Safety on watching the eclipse has been in the news and all over social media. The main key safety fact is not to look at the Sun. This baffles me that we have to remind people not to look at the Sun. It is sad that some think an eclipse changes the Sun. Please remember the Sun does not change and looking directly at the Sun can and will damage your eyes.
There are safety tips all over the web and on the news. The NASA Eclipse site has viewing tips that are great. Tip number one is to never look directly at the Sun without proper eye protection.
Eclipse glasses have special solar filters that make it safe to look at the Sun during an eclipse. The eclipse glasses can be worn on top of normally worn eyeglasses. These eclipse glasses should be rated ISO 12312-2. Everyone should test eclipse glasses before use. If there are scratches on the glasses, do not use them. To test the glasses:
- Stand in front of a car with headlights on at night.
- Put the glasses on and look at the headlights.
- If you see a bright light or can clearly see the headlights, then do not use the glasses.
- If you see a slight soft glow or nothing at all, they are safe.
Children should be supervised at all times. Even if you are using a pinhole method or eclipse glasses, children should be supervised to make sure they are using their method properly.
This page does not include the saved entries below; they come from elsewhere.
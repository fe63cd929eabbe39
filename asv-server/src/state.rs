//! Application state management

use crate::auth::SessionRegistry;
use crate::config::ServerConfig;
use crate::storage;
use asv_core::model::{AdminConfig, SensorReadout};
use std::sync::Arc;
use tokio::sync::{broadcast, RwLock};

/// Shared application state
#[derive(Clone)]
pub struct AppState {
    pub config: Arc<ServerConfig>,

    /// Admin state, mirrored to `admin_state.json` on every update
    pub admin: Arc<RwLock<AdminConfig>>,

    /// Live bearer tokens
    pub sessions: SessionRegistry,

    /// Broadcast channel for sensor readouts
    /// Multiple consumers can subscribe to receive readouts
    pub telemetry_tx: broadcast::Sender<SensorReadout>,
}

impl AppState {
    /// Build state for `config`, loading any persisted admin state
    pub fn new(config: ServerConfig) -> Self {
        let admin = storage::load_admin_config(&config.state_file());
        let (telemetry_tx, _) = broadcast::channel(100);

        Self {
            config: Arc::new(config),
            admin: Arc::new(RwLock::new(admin)),
            sessions: SessionRegistry::new(),
            telemetry_tx,
        }
    }

    /// Subscribe to sensor readouts
    pub fn subscribe(&self) -> broadcast::Receiver<SensorReadout> {
        self.telemetry_tx.subscribe()
    }
}
// ==================== POST /api/logout ====================

#[tokio::test]
async fn test_logout_revokes_token() {
    let (app, state, _dir) = app_with_state();
    let token = token(&state).await;

    let response = app
        .clone()
        .oneshot(authed("POST", "/api/logout", &token))
        .await
        .unwrap();
    assert_eq!(response.status(), 204);
    assert!(!state.sessions.is_valid(&token).await);

    // The revoked token no longer works
    let response = app
        .oneshot(authed("POST", "/api/logout", &token))
        .await
        .unwrap();
    assert_eq!(response.status(), 401);
}

// ==================== /api/admin ====================

#[tokio::test]
async fn test_get_admin_state_defaults() {
    let (app, _state, _dir) = app_with_state();

    let response = app
        .oneshot(
            Request::builder()
                .uri("/api/admin/state")
                .body(Body::empty())
                .unwrap(),
        )
        .await
        .unwrap();

    assert_eq!(response.status(), 200);
    let body = body_json(response.into_body()).await;
    assert_eq!(
        body,
        serde_json::json!({
            "theme": "light",
            "defaultTrack": "A",
            "cv_counts": {"red": 0, "green": 0, "track": 0}
        })
    );
}

#[tokio::test]
async fn test_update_without_token_returns_401() {
    let (app, state, _dir) = app_with_state();

    let response = app
        .oneshot(json_request(
            "POST",
            "/api/admin/update",
            None,
            serde_json::json!({"theme": "dark"}),
        ))
        .await
        .unwrap();

    assert_eq!(response.status(), 401);
    let body = body_json(response.into_body()).await;
    assert_eq!(body["reason"], "unauthorized");
    assert_eq!(state.admin.read().await.theme, Theme::Light);
}

#[tokio::test]
async fn test_update_with_unknown_token_returns_401() {
    let (app, _state, _dir) = app_with_state();

    let response = app
        .oneshot(json_request(
            "POST",
            "/api/admin/update",
            Some("not-a-real-token"),
            serde_json::json!({"theme": "dark"}),
        ))
        .await
        .unwrap();

    assert_eq!(response.status(), 401);
}

#[tokio::test]
async fn test_update_merges_and_persists() {
    let (app, state, _dir) = app_with_state();
    let token = token(&state).await;

    let response = app
        .oneshot(json_request(
            "POST",
            "/api/admin/update",
            Some(&token),
            serde_json::json!({
                "defaultTrack": "b",
                "cv_counts": {"red": 3, "green": 2, "track": 1},
                "unknown": true
            }),
        ))
        .await
        .unwrap();

    assert_eq!(response.status(), 200);
    let body = body_json(response.into_body()).await;
    assert_eq!(body["status"], "success");
    assert_eq!(body["new_state"]["defaultTrack"], "B");
    assert_eq!(body["new_state"]["theme"], "light", "absent fields are kept");
    assert_eq!(body["new_state"]["cv_counts"]["red"], 3);

    // Persisted to disk and reloaded by a fresh state
    let saved = std::fs::read_to_string(state.config.state_file()).unwrap();
    let saved: AdminConfig = serde_json::from_str(&saved).unwrap();
    assert_eq!(saved.default_track.letter(), 'B');

    let reloaded = AppState::new(ServerConfig::with_data_dir(state.config.data_dir()));
    assert_eq!(*reloaded.admin.read().await, saved);
}

#[tokio::test]
async fn test_update_with_invalid_value_returns_400() {
    let (app, state, _dir) = app_with_state();
    let token = token(&state).await;

    let response = app
        .oneshot(json_request(
            "POST",
            "/api/admin/update",
            Some(&token),
            serde_json::json!({"theme": "purple"}),
        ))
        .await
        .unwrap();

    assert_eq!(response.status(), 400);
    let body = body_json(response.into_body()).await;
    assert_eq!(body["reason"], "invalid_body");
    assert_eq!(*state.admin.read().await, AdminConfig::default());
}

// ==================== POST /api/upload ====================

#[tokio::test]
async fn test_upload_image_then_list() {
    let (app, state, _dir) = app_with_state();
    let token = token(&state).await;

    let response = app
        .clone()
        .oneshot(upload_request(&token, multipart(None, "buoy.png", b"\x89PNG")))
        .await
        .unwrap();

    assert_eq!(response.status(), 200);
    let body = body_json(response.into_body()).await;
    assert_eq!(body["filename"], "buoy.png");
    assert!(state.config.uploads_dir().join("buoy.png").exists());

    let response = app
        .oneshot(
            Request::builder()
                .uri("/api/images")
                .body(Body::empty())
                .unwrap(),
        )
        .await
        .unwrap();
    let body = body_json(response.into_body()).await;
    assert_eq!(body["images"], serde_json::json!(["buoy.png"]));
}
Activities for children can be found in the NASA Eclipse Kit.
Sunglasses are NOT the same as eclipse glasses. Do not look through a camera, binoculars, telescope while using the eclipse glasses. Cameras and telescopes should have special solar filters on them before you use them. Do not try to use the eclipse glasses as a filter for these devices.
Other Ways to View
Viewing the eclipse can be fun without using eclipse glasses. A pinhole viewer can be made to view the eclipse.
The sunlight will cast a bright dot on your paper and then watch the shadow move across the circle. Boxes can be used to make these viewers.
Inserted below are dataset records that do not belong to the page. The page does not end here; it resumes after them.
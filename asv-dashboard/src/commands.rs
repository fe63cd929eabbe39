//! Line commands for the headless dashboard
//!
//! ```text
//! view monitoring|gallery|admin    login <user> <password>    cancel
//! logout    track <letter>    theme    config    save <key>=<value>...
//! reset    gallery    delete <file>    clear    upload csv|image <path>
//! quit
//! ```

use crate::app::{Command, View};
use crate::secret::Secret;
use asv_core::model::{ConfigPatch, CvCounts, Theme, TrackId};
use asv_core::wire::UploadKind;
use std::path::PathBuf;
use thiserror::Error;

/// A parsed input line
#[derive(Debug, Clone, PartialEq)]
pub enum Input {
    Command(Command),
    /// File contents are read by the caller
    Upload { kind: UploadKind, path: PathBuf },
    Quit,
}

#[derive(Debug, Clone, PartialEq, Eq, Error)]
pub enum ParseError {
    #[error("unknown command {0:?}")]
    Unknown(String),
    #[error("usage: {0}")]
    Usage(&'static str),
    #[error("{0}")]
    Invalid(String),
}

/// Parse one line. Blank lines yield `None`.
pub fn parse_input(line: &str) -> Result<Option<Input>, ParseError> {
    let mut words = line.split_whitespace();
    let Some(verb) = words.next() else {
        return Ok(None);
    };
    let args: Vec<&str> = words.collect();

    let command = match (verb.to_lowercase().as_str(), args.as_slice()) {
        ("quit" | "exit", _) => return Ok(Some(Input::Quit)),
        ("view", [name]) => Command::SelectView(parse_view(name)?),
        ("view", _) => return Err(ParseError::Usage("view monitoring|gallery|admin")),
        ("admin", []) => Command::SelectView(View::Admin),
        ("login", [username, password]) => Command::SubmitLogin {
            username: username.to_string(),
            password: Secret::new(*password),
        },
        ("login", _) => return Err(ParseError::Usage("login <user> <password>")),
        ("cancel", []) => Command::CancelLogin,
        ("logout", []) => Command::Logout,
        ("track", [letter]) => Command::SelectTrack(
            letter
                .parse::<TrackId>()
                .map_err(|e| ParseError::Invalid(e.to_string()))?,
        ),
        ("track", _) => return Err(ParseError::Usage("track <letter>")),
        ("theme", []) => Command::ToggleTheme,
        ("config", []) => Command::RefreshConfig,
        ("save", pairs) if !pairs.is_empty() => Command::SaveConfig(parse_patch(pairs)?),
        ("save", _) => return Err(ParseError::Usage("save theme=dark track=B counts=1,2,3")),
        ("reset", []) => Command::ResetConfig,
        ("gallery", []) => Command::RefreshGallery,
        ("delete", [file]) => Command::DeleteImage(file.to_string()),
        ("delete", _) => return Err(ParseError::Usage("delete <file>")),
        ("clear", []) => Command::ClearGallery,
        ("upload", [kind, path]) => {
            let kind = kind.parse::<UploadKind>().map_err(ParseError::Invalid)?;
            return Ok(Some(Input::Upload {
                kind,
                path: PathBuf::from(path),
            }));
        }
        ("upload", _) => return Err(ParseError::Usage("upload csv|image <path>")),
        (other, _) => return Err(ParseError::Unknown(other.to_string())),
    };
    Ok(Some(Input::Command(command)))
}

fn parse_view(name: &str) -> Result<View, ParseError> {
    match name.to_lowercase().as_str() {
        "monitoring" | "monitor" => Ok(View::Monitoring),
        "gallery" => Ok(View::Gallery),
        "admin" => Ok(View::Admin),
        other => Err(ParseError::Invalid(format!("unknown view {other:?}"))),
    }
}

fn parse_patch(pairs: &[&str]) -> Result<ConfigPatch, ParseError> {
    let mut patch = ConfigPatch::default();
    for pair in pairs {
        let (key, value) = pair
            .split_once('=')
            .ok_or_else(|| ParseError::Invalid(format!("expected key=value, got {pair:?}")))?;
        match key {
            "theme" => patch.theme = Some(value.parse::<Theme>().map_err(ParseError::Invalid)?),
            "track" => {
                patch.default_track = Some(
                    value
                        .parse::<TrackId>()
                        .map_err(|e| ParseError::Invalid(e.to_string()))?,
                )
            }
            "counts" => patch.cv_counts = Some(parse_counts(value)?),
            other => return Err(ParseError::Invalid(format!("unknown setting {other:?}"))),
        }
    }
    Ok(patch)
}

/// `red,green,track`
fn parse_counts(value: &str) -> Result<CvCounts, ParseError> {
    let numbers = value
        .split(',')
        .map(|n| n.trim().parse::<u32>())
        .collect::<Result<Vec<_>, _>>()
        .map_err(|e| ParseError::Invalid(format!("bad count: {e}")))?;
    match numbers.as_slice() {
        [red, green, track] => Ok(CvCounts {
            red: *red,
            green: *green,
            track: *track,
        }),
        _ => Err(ParseError::Invalid("counts needs red,green,track".to_string())),
    }
}
//! Admin session state machine
//!
//! ```text
//! Unauthenticated --request_admin--> AwaitingCredentials
//! AwaitingCredentials --submit(valid)--> Authenticating
//! AwaitingCredentials --cancel--> Unauthenticated
//! Authenticating --success--> Authenticated
//! Authenticating --rejected / unreachable--> AwaitingCredentials
//! Authenticated --logout / force_logout--> Unauthenticated
//! ```
//!
//! The controller owns the bearer token. `is_authenticated()` is true exactly
//! when a token is held, and the token is zeroed on every transition back to
//! `Unauthenticated`. Every login mints a new [`SessionId`]; a rejection is
//! only acted on when it was issued under the current one.

use crate::error::DashboardError;
use crate::secret::Secret;
use tracing::{debug, info, warn};

pub const MSG_REQUIRED_FIELDS: &str = "Username and password are required.";
pub const MSG_UNREACHABLE: &str = "Cannot connect to server. Please check your connection.";
pub const MSG_INVALID_CREDENTIALS: &str = crate::api::INVALID_CREDENTIALS;

#[derive(Debug, Clone, Copy, PartialEq, Eq)]
pub enum SessionState {
    Unauthenticated,
    AwaitingCredentials,
    Authenticating,
    Authenticated,
}

/// Which prompt input has focus
#[derive(Debug, Clone, Copy, Default, PartialEq, Eq)]
pub enum PromptField {
    #[default]
    Username,
    Password,
}

/// The login prompt as shown to the user
#[derive(Debug, Clone, Default, PartialEq, Eq)]
pub struct LoginPrompt {
    pub username: String,
    pub password: Secret,
    pub error: Option<String>,
    pub focus: PromptField,
}

/// Validated login input. The password stays a `Secret` until the request
/// body is written.
#[derive(Debug, Clone, PartialEq, Eq)]
pub struct Credentials {
    pub username: String,
    pub password: Secret,
}

/// One authenticated session, counted from process start
#[derive(Debug, Clone, Copy, PartialEq, Eq, Hash)]
pub struct SessionId(u64);

/// Token and session a privileged request is sent under
#[derive(Debug, Clone, PartialEq, Eq)]
pub struct Grant {
    pub token: Secret,
    pub session: SessionId,
}

/// Answer to an admin-view request
#[derive(Debug, Clone, Copy, PartialEq, Eq)]
pub enum AdminAccess {
    Granted,
    PromptShown,
}

/// What a login completion did to the session
#[derive(Debug, Clone, PartialEq, Eq)]
pub enum LoginOutcome {
    Authenticated,
    Rejected(DashboardError),
    /// No login was in flight; the completion was dropped
    Stale,
}

#[derive(Debug)]
pub struct SessionController {
    state: SessionState,
    token: Option<Secret>,
    prompt: Option<LoginPrompt>,
    epoch: u64,
}

impl SessionController {
    pub fn new() -> Self {
        Self {
            state: SessionState::Unauthenticated,
            token: None,
            prompt: None,
            epoch: 0,
        }
    }

    pub fn state(&self) -> SessionState {
        self.state
    }

    pub fn is_authenticated(&self) -> bool {
        self.token.is_some()
    }

    pub fn token(&self) -> Option<&Secret> {
        self.token.as_ref()
    }

    /// The current session, if authenticated
    pub fn session_id(&self) -> Option<SessionId> {
        self.token.as_ref().map(|_| SessionId(self.epoch))
    }

    /// Token and session for a privileged request
    pub fn grant(&self) -> Option<Grant> {
        self.token.as_ref().map(|token| Grant {
            token: token.clone(),
            session: SessionId(self.epoch),
        })
    }

    /// The open login prompt, if any
    pub fn prompt(&self) -> Option<&LoginPrompt> {
        self.prompt.as_ref()
    }

    /// Request the admin view. Opens the prompt when not authenticated.
    pub fn request_admin(&mut self) -> AdminAccess {
        match self.state {
            SessionState::Authenticated => AdminAccess::Granted,
            SessionState::Unauthenticated => {
                self.state = SessionState::AwaitingCredentials;
                self.prompt = Some(LoginPrompt::default());
                debug!("login prompt opened");
                AdminAccess::PromptShown
            }
            SessionState::AwaitingCredentials | SessionState::Authenticating => {
                AdminAccess::PromptShown
            }
        }
    }

    /// Close the prompt. Ignored while a login request is in flight.
    pub fn cancel(&mut self) -> bool {
        if self.state != SessionState::AwaitingCredentials {
            return false;
        }
        self.state = SessionState::Unauthenticated;
        self.prompt = None;
        true
    }

    /// Validate the prompt input and move to `Authenticating`.
    ///
    /// Empty fields keep the prompt open with a validation message; no
    /// request is made.
    pub fn submit(
        &mut self,
        username: &str,
        password: Secret,
    ) -> Result<Credentials, DashboardError> {
        if self.state != SessionState::AwaitingCredentials {
            return Err(DashboardError::Validation("no login prompt is open".to_string()));
        }
        let prompt = self.prompt.get_or_insert_with(LoginPrompt::default);
        let username = username.trim();
        prompt.username = username.to_string();
        prompt.password = password;

        if username.is_empty() || prompt.password.is_empty() {
            prompt.error = Some(MSG_REQUIRED_FIELDS.to_string());
            prompt.focus = if username.is_empty() {
                PromptField::Username
            } else {
                PromptField::Password
            };
            return Err(DashboardError::Validation(MSG_REQUIRED_FIELDS.to_string()));
        }

        prompt.error = None;
        self.state = SessionState::Authenticating;
        Ok(Credentials {
            username: username.to_string(),
            password: prompt.password.clone(),
        })
    }

    /// Apply the result of a login request
    pub fn complete(&mut self, result: Result<Secret, DashboardError>) -> LoginOutcome {
        if self.state != SessionState::Authenticating {
            return LoginOutcome::Stale;
        }
        match result {
            Ok(token) => {
                self.epoch += 1;
                self.token = Some(token);
                self.prompt = None;
                self.state = SessionState::Authenticated;
                info!("admin session started");
                LoginOutcome::Authenticated
            }
            Err(err) => {
                let message = match &err {
                    DashboardError::Unreachable(_) => MSG_UNREACHABLE.to_string(),
                    other => other.user_message(MSG_INVALID_CREDENTIALS),
                };
                warn!(error = %err, "login failed");
                let prompt = self.prompt.get_or_insert_with(LoginPrompt::default);
                prompt.password.clear();
                prompt.error = Some(message);
                prompt.focus = PromptField::Password;
                self.state = SessionState::AwaitingCredentials;
                LoginOutcome::Rejected(err)
            }
        }
    }

    /// Explicit logout. Returns the token so it can be revoked server-side.
    pub fn logout(&mut self) -> Option<Secret> {
        if self.state != SessionState::Authenticated {
            return None;
        }
        self.state = SessionState::Unauthenticated;
        info!("admin session ended");
        self.token.take()
    }

    /// Drop the session after the server rejected the token it issued.
    /// Returns false when `issued` is not the current session.
    pub fn force_logout(&mut self, issued: SessionId) -> bool {
        if self.state != SessionState::Authenticated {
            return false;
        }
        if issued != SessionId(self.epoch) {
            debug!(?issued, "rejection for an earlier session ignored");
            return false;
        }
        self.state = SessionState::Unauthenticated;
        if let Some(mut token) = self.token.take() {
            token.clear();
        }
        warn!("admin session expired");
        true
    }
}

impl Default for SessionController {
    fn default() -> Self {
        Self::new()
    }
}
//! ASV Dashboard
//!
//! The dashboard core: it loads a planned track onto a map, charts rolling
//! telemetry from a sensor source, and gates the admin configuration and
//! gallery behind a login session. All state lives in [`app::Dashboard`];
//! [`runtime::Runtime`] drives it against a [`api::DashboardApi`] backend.

pub mod api;
pub mod app;
pub mod commands;
pub mod config;
pub mod config_sync;
pub mod error;
pub mod map;
pub mod notify;
pub mod prefs;
pub mod runtime;
pub mod secret;
pub mod session;
pub mod telemetry;
pub mod track_loader;

pub use api::{DashboardApi, HttpApi, Upload};
pub use app::{Command, Completion, Dashboard, Effect, Msg, View};
pub use error::DashboardError;
pub use secret::Secret;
Using simple household items such as colander can be used to view the eclipse. The main rule is to never look directly at the Sun!
People Need To Be Educated
People are also scared of the Sun’s radiation during an eclipse. This just shows how stupid some people are. The radiation does not change during an eclipse. It is safe to go outside during an eclipse. Steve Spangler addresses many of the silly questions and comments he has received regarding the eclipse. Some are funny and some are just downright sad. The video is sad because people actually were serious. What have we become?
Schools are divided on the viewing of the eclipse. Part of this is liability. They do not want to be responsible for a child looking directly at the Sun and getting eye damage. Parents will sue. Many schools have mandated that no classes will view the eclipse. There are live streaming channels of the eclipse, but it is not the same as viewing it first hand.
Schools that are not allowing students to view the eclipse might have students absent due to parents keeping them home to view the eclipse. Parents need to educate their children on safety of viewing the eclipse regardless of children are viewing the eclipse at school or with the parents.
Stepping off the soapbox for now. The eclipse is an experience. Everyone should be able to view the eclipse and view it safely. Remember the simple basic rule of not looking directly at the Sun and you will have a memorable experience. Information on the eclipse and viewing the eclipse is all over the news and web. Make sure you use a reliable source in making decisions. The NASA Eclipse site is a good source of reliable information.
The full eclipse is expected to last between 2 minutes and 2 minutes 40 seconds.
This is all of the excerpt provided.